▶ [EXERCISE REQUIREMENTS]:
Please retype each record exactly as it stands below.

(Stored data entries)
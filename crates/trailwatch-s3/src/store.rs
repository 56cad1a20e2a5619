use std::time::Duration;

use async_trait::async_trait;
use aws_sdk_s3::config::{BehaviorVersion, Credentials, Region};
use thiserror::Error;
use tracing::debug;

#[derive(Error, Debug)]
pub enum StoreError {
    #[error("failed to get object: {0}")]
    Get(String),

    #[error("failed to read object body: {0}")]
    Read(String),

    #[error("object fetch timed out after {0:?}")]
    Timeout(Duration),
}

/// Read-only view of the recording bucket.
#[cfg_attr(any(test, feature = "testing"), mockall::automock)]
#[async_trait]
pub trait ObjectStore: Send + Sync {
    async fn get(&self, key: &str) -> Result<Vec<u8>, StoreError>;
}

/// S3-compatible store. The recorder uploads to a MinIO-style endpoint, so
/// the client pins a custom endpoint, path-style addressing, and static
/// credentials.
pub struct S3ObjectStore {
    client: aws_sdk_s3::Client,
    bucket: String,
    default_timeout: Duration,
}

impl S3ObjectStore {
    pub fn new(
        access_key: &str,
        secret_key: &str,
        endpoint: &str,
        region: &str,
        bucket: &str,
        default_timeout: Duration,
    ) -> Self {
        let credentials = Credentials::new(access_key, secret_key, None, None, "trailwatch");

        let config = aws_sdk_s3::Config::builder()
            .behavior_version(BehaviorVersion::latest())
            .region(Region::new(region.to_string()))
            .credentials_provider(credentials)
            .endpoint_url(endpoint)
            .force_path_style(true)
            .build();

        Self {
            client: aws_sdk_s3::Client::from_conf(config),
            bucket: bucket.to_string(),
            default_timeout,
        }
    }
}

#[async_trait]
impl ObjectStore for S3ObjectStore {
    async fn get(&self, key: &str) -> Result<Vec<u8>, StoreError> {
        debug!(key, bucket = %self.bucket, "fetching object");

        let fetch = async {
            let object = self
                .client
                .get_object()
                .bucket(&self.bucket)
                .key(key)
                .send()
                .await
                .map_err(|e| StoreError::Get(e.to_string()))?;

            let body = object
                .body
                .collect()
                .await
                .map_err(|e| StoreError::Read(e.to_string()))?;

            Ok(body.into_bytes().to_vec())
        };

        match tokio::time::timeout(self.default_timeout, fetch).await {
            Ok(result) => result,
            Err(_) => Err(StoreError::Timeout(self.default_timeout)),
        }
    }
}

▶ [FINAL ANSWER]:
filename crates/trailwatch-s3/src/store.rs
repository 56cad1a20e2a5619
use std::time::Duration;

use async_trait::async_trait;
use aws_sdk_s3::config::{BehaviorVersion, Credentials, Region};
use thiserror::Error;
use tracing::debug;

#[derive(Error, Debug)]
pub enum StoreError {
    #[error("failed to get object: {0}")]
    Get(String),

    #[error("failed to read object body: {0}")]
    Read(String),

    #[error("object fetch timed out after {0:?}")]
    Timeout(Duration),
}

/// Read-only view of the recording bucket.
#[cfg_attr(any(test, feature = "testing"), mockall::automock)]
#[async_trait]
pub trait ObjectStore: Send + Sync {
    async fn get(&self, key: &str) -> Result<Vec<u8>, StoreError>;
}

/// S3-compatible store. The recorder uploads to a MinIO-style endpoint, so
/// the client pins a custom endpoint, path-style addressing, and static
/// credentials.
pub struct S3ObjectStore {
    client: aws_sdk_s3::Client,
    bucket: String,
    default_timeout: Duration,
}

impl S3ObjectStore {
    pub fn new(
        access_key: &str,
        secret_key: &str,
        endpoint: &str,
        region: &str,
        bucket: &str,
        default_timeout: Duration,
    ) -> Self {
        let credentials = Credentials::new(access_key, secret_key, None, None, "trailwatch");

        let config = aws_sdk_s3::Config::builder()
            .behavior_version(BehaviorVersion::latest())
            .region(Region::new(region.to_string()))
            .credentials_provider(credentials)
            .endpoint_url(endpoint)
            .force_path_style(true)
            .build();

        Self {
            client: aws_sdk_s3::Client::from_conf(config),
            bucket: bucket.to_string(),
            default_timeout,
        }
    }
}

#[async_trait]
impl ObjectStore for S3ObjectStore {
    async fn get(&self, key: &str) -> Result<Vec<u8>, StoreError> {
        debug!(key, bucket = %self.bucket, "fetching object");

        let fetch = async {
            let object = self
                .client
                .get_object()
                .bucket(&self.bucket)
                .key(key)
                .send()
                .await
                .map_err(|e| StoreError::Get(e.to_string()))?;

            let body = object
                .body
                .collect()
                .await
                .map_err(|e| StoreError::Read(e.to_string()))?;

            Ok(body.into_bytes().to_vec())
        };

        match tokio::time::timeout(self.default_timeout, fetch).await {
            Ok(result) => result,
            Err(_) => Err(StoreError::Timeout(self.default_timeout)),
        }
    }
}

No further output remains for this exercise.